It sounds like a misconception, but in deep waters outside the continental shelfs, tsunamis propagate as shallow water waves. The mathematics of shallow water waves has been investigated by many; the analytical description is well known from [12] and similar works. The equations are a system of partial differential equations of the hyperbolic type, and the solution propagates along the characteristics.

Tsunamis originate in a source area, unlike the tidal wave that propagates in the same manner in deep water but originates from a gravity potential created by the moon and the sun (astronomical tide). In a point, well away from the source area, a tsunami wave front propagates along the line drawn from the source area through the point with the phase velocity c = √gD, called the wave orthogonal. The actual water velocity is much lower than c. How much lower depends on the wave amplitude H in the point and the usual shallow water formulae for local energy, E = ⅛ρgH2, and transported energy, Etr = E c, applied for a wave train, if there is one.

The full set of the partial differential equation system for tsunami propagation is nonlinear and includes terms for Coriolis forces and shear stress at the bottom and wind stress at the surface of the ocean. However out on deep water, the shear stress terms are not dominating so the equation system is only weakly nonlinear. This means that the nonlinear interaction with the local astronomical tide will be small, so its amplitude and velocity can be added without damaging errors, while the wave stays in deep water. This is not the case in shallow water.

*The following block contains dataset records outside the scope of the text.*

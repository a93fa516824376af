//! Price-history indicators.
//!
//! Both functions read a tick-indexed price series whose last entry is
//! the most recent price, and return `None` while the series is too
//! short, which callers treat as "hold".

/// Simple moving average over the trailing `window` prices.
pub fn moving_average(prices: &[f64], window: usize) -> Option<f64> {
    if window == 0 || prices.len() < window {
        return None;
    }
    let sum: f64 = prices[prices.len() - window..].iter().sum();
    Some(sum / window as f64)
}

/// Relative Strength Index with Wilder's smoothing, over percentage
/// returns of the trailing `period + 1` prices.
///
/// The seed averages are the gains/losses of the first `period`
/// prices in the window; the most recent return is folded in with one
/// smoothing step. Returns exactly 100 when the window shows no
/// losses. The result is always within `[0, 100]`.
pub fn relative_strength_index(prices: &[f64], period: usize) -> Option<f64> {
    if period < 2 || prices.len() < period + 1 {
        return None;
    }
    let window = &prices[prices.len() - (period + 1)..];

    let mut cumulative_gain = 0.0;
    let mut cumulative_loss = 0.0;
    for pair in window[..period].windows(2) {
        let ret = percentage_return(pair[0], pair[1]);
        if ret > 0.0 {
            cumulative_gain += ret;
        } else {
            cumulative_loss += ret.abs();
        }
    }
    let avg_gain_seed = cumulative_gain / period as f64;
    let avg_loss_seed = cumulative_loss / period as f64;

    let current = percentage_return(window[period - 1], window[period]);
    let (current_gain, current_loss) = if current > 0.0 {
        (current, 0.0)
    } else {
        (0.0, current.abs())
    };

    let avg_gain = ((period - 1) as f64 * avg_gain_seed + current_gain) / period as f64;
    let avg_loss = ((period - 1) as f64 * avg_loss_seed + current_loss) / period as f64;

    if avg_loss == 0.0 {
        return Some(100.0);
    }
    Some(100.0 - 100.0 / (1.0 + avg_gain / avg_loss))
}

fn percentage_return(previous: f64, current: f64) -> f64 {
    if previous == 0.0 {
        return 0.0;
    }
    (current - previous) / previous
}

#[cfg(test)]
mod tests {
    use super::*;

    #[test]
    fn test_moving_average_trailing_window() {
        let prices = vec![1.0, 2.0, 3.0, 4.0, 5.0];
        assert_eq!(moving_average(&prices, 3), Some(4.0));
        assert_eq!(moving_average(&prices, 5), Some(3.0));
        assert_eq!(moving_average(&prices, 6), None);
    }

    #[test]
    fn test_rsi_requires_period_plus_one_prices() {
        let prices = vec![10.0; 14];
        assert!(relative_strength_index(&prices, 14).is_none());
        let prices = vec![10.0; 15];
        assert!(relative_strength_index(&prices, 14).is_some());
    }

    #[test]
    fn test_rsi_is_100_without_losses() {
        let prices: Vec<f64> = (1..=20).map(|t| t as f64).collect();
        assert_eq!(relative_strength_index(&prices, 14), Some(100.0));
        // Flat prices have zero average loss as well.
        let flat = vec![10.0; 20];
        assert_eq!(relative_strength_index(&flat, 14), Some(100.0));
    }

    #[test]
    fn test_rsi_is_low_in_steady_decline() {
        let prices: Vec<f64> = (0..20).map(|t| 100.0 - 2.0 * t as f64).collect();
        let rsi = relative_strength_index(&prices, 14).unwrap();
        assert!(rsi < 5.0, "steady decline should push RSI near 0, got {rsi}");
    }

    #[test]
    fn test_rsi_bounds() {
        // A mixed path stays strictly inside the bounds.
        let prices: Vec<f64> = (0..40)
            .map(|t| 50.0 + ((t * 31) % 7) as f64 - 3.0)
            .collect();
        let rsi = relative_strength_index(&prices, 14).unwrap();
        assert!((0.0..=100.0).contains(&rsi));
    }
}
impl Simulation {
    /// Build the population and wire the opinion network.
    ///
    /// Participants are created in a fixed order (noise, momentum,
    /// fundamental, retail, market makers, initiators, hedge funds) so
    /// slot indices, ids and RNG streams are stable for a given
    /// configuration.
    pub fn new(config: SimConfig) -> Result<Self, ConfigError> {
        if let Err(err) = config.validate() {
            error!(%err, "rejected simulation config");
            return Err(err);
        }

        let params = TraderParams {
            initial_capital: config.trader_capital,
            enforce_short_margin: config.enforce_short_margin,
            ..TraderParams::default()
        };
        let seed = config.seed;
        let mut agents: Vec<Mutex<Box<dyn Agent>>> = Vec::with_capacity(config.total_agents());

        for _ in 0..config.num_noise_traders {
            let id = AgentId(agents.len() as u64);
            agents.push(Mutex::new(Box::new(NoiseTrader::with_seed(
                id,
                NoiseTraderConfig::default(),
                params.clone(),
                substream_seed(seed, id.raw()),
            ))));
        }

        let momentum_start = agents.len();
        for _ in 0..config.num_momentum_traders {
            let id = AgentId(agents.len() as u64);
            agents.push(Mutex::new(Box::new(MomentumTrader::with_seed(
                id,
                MomentumTraderConfig::default(),
                params.clone(),
                substream_seed(seed, id.raw()),
            ))));
        }
        let momentum = momentum_start..agents.len();

        for _ in 0..config.num_fundamental_traders {
            let id = AgentId(agents.len() as u64);
            agents.push(Mutex::new(Box::new(FundamentalTrader::with_seed(
                id,
                FundamentalTraderConfig::default(),
                params.clone(),
                substream_seed(seed, id.raw()),
            ))));
        }

        let retail_start = agents.len();
        for _ in 0..config.num_retail_investors {
            let id = AgentId(agents.len() as u64);
            agents.push(Mutex::new(Box::new(RetailInvestor::with_seed(
                id,
                RetailInvestorConfig::default(),
                params.clone(),
                substream_seed(seed, id.raw()),
            ))));
        }
        let retail = retail_start..agents.len();

        let maker_start = agents.len();
        for _ in 0..config.num_market_makers {
            let id = AgentId(agents.len() as u64);
            agents.push(Mutex::new(Box::new(MarketMaker::new(
                id,
                MarketMakerConfig::default(),
                params.clone(),
            ))));
        }
        let market_maker_slots: Vec<usize> = (maker_start..agents.len()).collect();

        let initiator_start = agents.len();
        for _ in 0..config.num_initiators {
            let id = AgentId(agents.len() as u64);
            agents.push(Mutex::new(Box::new(Initiator::new(
                id,
                InitiatorConfig::default(),
            ))));
        }
        let initiators = initiator_start..agents.len();

        for _ in 0..config.num_hedge_funds {
            let id = AgentId(agents.len() as u64);
            agents.push(Mutex::new(Box::new(HedgeFund::new(
                id,
                HedgeFundConfig::default(),
                params.clone(),
            ))));
        }

        let graph = OpinionGraph::wire(
            agents.len(),
            retail,
            momentum,
            initiators,
            config.opinion_group_size,
        );
        let opinion_listeners = (0..agents.len())
            .filter(|&slot| !graph.inbound(slot).is_empty())
            .collect();

        info!(
            agents = agents.len(),
            noise = config.num_noise_traders,
            momentum = config.num_momentum_traders,
            fundamental = config.num_fundamental_traders,
            retail = config.num_retail_investors,
            market_makers = config.num_market_makers,
            initiators = config.num_initiators,
            hedge_funds = config.num_hedge_funds,
            seed,
            "population assembled"
        );

        Ok(Self {
            market: MarketState::new(&config),
            bank: Bank::new(BankConfig {
                initial_capital: config.bank_capital,
            }),
            rates: RateProcess::new(RateProcessConfig {
                initial_rate: config.initial_rate,
                long_run_mean: config.rate_long_run_mean,
                reversion_speed: config.rate_reversion_speed,
                volatility: config.rate_volatility,
            }),
            volatility: VolatilityEstimator::new(
                config.volatility_window,
                config.default_volatility,
            ),
            engine_rng: StdRng::seed_from_u64(substream_seed(seed, ENGINE_STREAM)),
            config,
            agents,
            graph,
            opinion_listeners,
            market_maker_slots,
            pending_option_notices: Vec::new(),
            records: Vec::new(),
        })
    }

    /// Register an extra participant on top of the configured population.
    ///
    /// The agent lands in the next free slot, outside the opinion
    /// network. Trading archetypes widen the price-impact denominator.
    pub fn add_agent(&mut self, agent: Box<dyn Agent>) {
        if agent.archetype().trades() {
            self.market.add_participant();
        }
        if agent.is_market_maker() {
            self.market_maker_slots.push(self.agents.len());
        }
        self.graph.add_isolated();
        self.agents.push(Mutex::new(agent));
    }

    /// Phase 1: collect broadcast opinions, then deliver to each
    /// listener what its inbound edges carry.
    fn opinion_phase(&self) {
        let view = self.market.view();
        let shared: Vec<Option<OpinionShared>> = map_mutex_slice(&self.agents, |agent| {
            let from = agent.id();
            agent
                .share_opinion(&view)
                .map(|opinion| OpinionShared { from, opinion })
        });
        for_each_index(&self.opinion_listeners, |slot| {
            let heard: Vec<f64> = self
                .graph
                .inbound(slot)
                .iter()
                .filter_map(|&speaker| shared[speaker].map(|message| message.opinion))
                .collect();
            self.agents[slot].lock().on_opinions(&heard, &view);
        });
    }

    /// Phase 2: serve the credit relation.
    ///
    /// Repayments are collected before requests are served, so capital
    /// returning to the bank this tick is lendable this tick. Requests
    /// are served in slot order, and every book then accrues daily loan
    /// interest and re-checks solvency, borrower or not.
    fn credit_phase(&mut self) {
        let view = self.market.view();
        let mut repayments = Vec::new();
        let mut requests = Vec::new();
        for slot in &self.agents {
            let mut agent = slot.lock();
            let book = agent.book_mut();
            if book.repayment_due(view.tick) {
                if let Some(repayment) = book.make_repayment(&view) {
                    repayments.push(repayment);
                }
            }
            if let Some(request) = book.take_borrow_request() {
                requests.push(request);
            }
        }
        self.bank.collect_repayments(&repayments);
        let outcomes: HashMap<AgentId, BorrowOutcome> = self
            .bank
            .process_requests(&requests)
            .into_iter()
            .map(|outcome| (outcome.borrower, outcome))
            .collect();
        for slot in &self.agents {
            let mut agent = slot.lock();
            let id = agent.id();
            agent.book_mut().act_on_loan(outcomes.get(&id), &view);
        }
    }

    /// Phase 3: age option positions and settle expiries.
    fn option_phase(&self) {
        let view = self.market.view();
        for_each_mutex_slice(&self.agents, |agent| agent.book_mut().age_options(&view));
    }

    /// Phase 4: route last tick's option purchases to their writers,
    /// then let every participant trade.
    fn decision_phase(&mut self) {
        let view = self.market.view();
        if !self.pending_option_notices.is_empty() {
            if self.market_maker_slots.is_empty() {
                debug!(
                    dropped = self.pending_option_notices.len(),
                    "option purchases had no market maker to write them"
                );
                self.pending_option_notices.clear();
            } else {
                // Round-robin across makers; each contract gets exactly
                // one writer.
                let writers = self.market_maker_slots.len();
                let mut batches: Vec<Vec<OptionBought>> = vec![Vec::new(); writers];
                for (n, notice) in self.pending_option_notices.drain(..).enumerate() {
                    batches[n % writers].push(notice);
                }
                for (&slot, batch) in self.market_maker_slots.iter().zip(&batches) {
                    if !batch.is_empty() {
                        self.agents[slot].lock().on_options_written(batch, &view);
                    }
                }
            }
        }
        for_each_mutex_slice(&self.agents, |agent| agent.on_tick(&view));
    }

    /// Phase 5: drain outboxes into aggregate flow and move the price.
    fn pricing_phase(&mut self) -> TickRecord {
        let outboxes = map_mutex_slice(&self.agents, |agent| agent.book_mut().take_outbox());

        let mut buys = 0.0;
        let mut sells = 0.0;
        let mut shorts = 0.0;
        let mut calls = 0u32;
        let mut puts = 0u32;
        for outbox in outboxes {
            buys += outbox.buy_volume;
            sells += outbox.sell_volume;
            shorts += outbox.short_volume;
            calls += outbox.calls_bought;
            puts += outbox.puts_bought;
            self.pending_option_notices.extend(outbox.options_bought);
        }

        let tick = self.market.tick();
        self.market.apply_orders(buys, sells);
        self.market.update_forecasts();
        let rate = self.rates.step(&mut self.engine_rng);
        self.market.set_interest_rate(rate);
        self.volatility.update(self.market.price());
        self.market.set_volatility(self.volatility.current());

        TickRecord {
            tick,
            price: self.market.price(),
            price_change: self.market.price_change(),
            net_demand: buys - sells,
            total_demand: buys + sells,
            interest_rate: rate,
            volatility: self.market.volatility(),
            buys,
            sells,
            shorts,
            calls_bought: calls,
            puts_bought: puts,
            market_failed: self.market.market_failed(),
        }
    }

    /// Phase 6: hedge, accrue cash interest, and mark portfolio value.
    /// Hedge orders land in outboxes and join the next tick's flow.
    fn revalue_phase(&self) {
        let view = self.market.view();
        for_each_mutex_slice(&self.agents, |agent| agent.revalue(&view));
    }

    /// Advance one tick through all six phases and record the result.
    pub fn step(&mut self) -> TickRecord {
        self.opinion_phase();
        self.credit_phase();
        self.option_phase();
        self.decision_phase();
        let record = self.pricing_phase();
        self.revalue_phase();
        self.market.finalize_tick();
        self.records.push(record.clone());
        record
    }

    /// Run `ticks` ticks, or fewer if the market fails and the
    /// configuration says to halt.
    pub fn run(&mut self, ticks: Tick) -> RunSummary {
        info!(
            ticks,
            agents = self.agents.len(),
            price = self.market.price(),
            "starting run"
        );
        for _ in 0..ticks {
            let record = self.step();
            if record.market_failed && self.config.halt_on_market_failure {
                warn!(tick = record.tick, "market failed, halting run");
                break;
            }
        }
        let summary = self.summary();
        info!(
            ticks = summary.ticks,
            final_price = summary.final_price,
            peak = summary.peak_price,
            "run complete"
        );
        summary
    }

    pub fn config(&self) -> &SimConfig {
        &self.config
    }

    /// The tick about to be simulated next.
    pub fn tick(&self) -> Tick {
        self.market.tick()
    }

    pub fn market(&self) -> &MarketState {
        &self.market
    }

    pub fn bank(&self) -> &Bank {
        &self.bank
    }

    pub fn records(&self) -> &[TickRecord] {
        &self.records
    }

    /// Summary over everything recorded so far.
    pub fn summary(&self) -> RunSummary {
        RunSummary::from_records(&self.records, self.config.initial_price)
    }

    pub fn agent_count(&self) -> usize {
        self.agents.len()
    }

    /// Lock and return the participant in `slot`.
    pub fn agent(&self, slot: usize) -> MutexGuard<'_, Box<dyn Agent>> {
        self.agents[slot].lock()
    }
}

The wave celerity c of a tsunami is the velocity of propagation of both the surface disturbance and the transported energy. This velocity is very high when the water depth is counted in kilometers, comparable to the travel speed of a passenger jet. This has a great impact on the danger of the tsunami. The tsunami attack comes swiftly, few hours after the onset of the wave from the source area.

Prediction of tsunamis is very important in disaster prevention, and a large warning system is maintained all over the world, see, for example, https://www.tsunami.gov/. A simulation model that solves the partial differential system numerically is the heart of every warning system. The model usually simulates the real wave quite well in deep water, so the estimate for the arriving time of the attacking wave may be quite accurate even when the amplitude of it is less accurately predicted. Waves that originate from the continental shelf and run over deep water regions to their place of attack are a special problem. They usually start out as displacement waves, i.e., waves without characteristic periodicity, but change to an oscillatory wave train in deep water, and the periodicity of the wave train may be difficult to model.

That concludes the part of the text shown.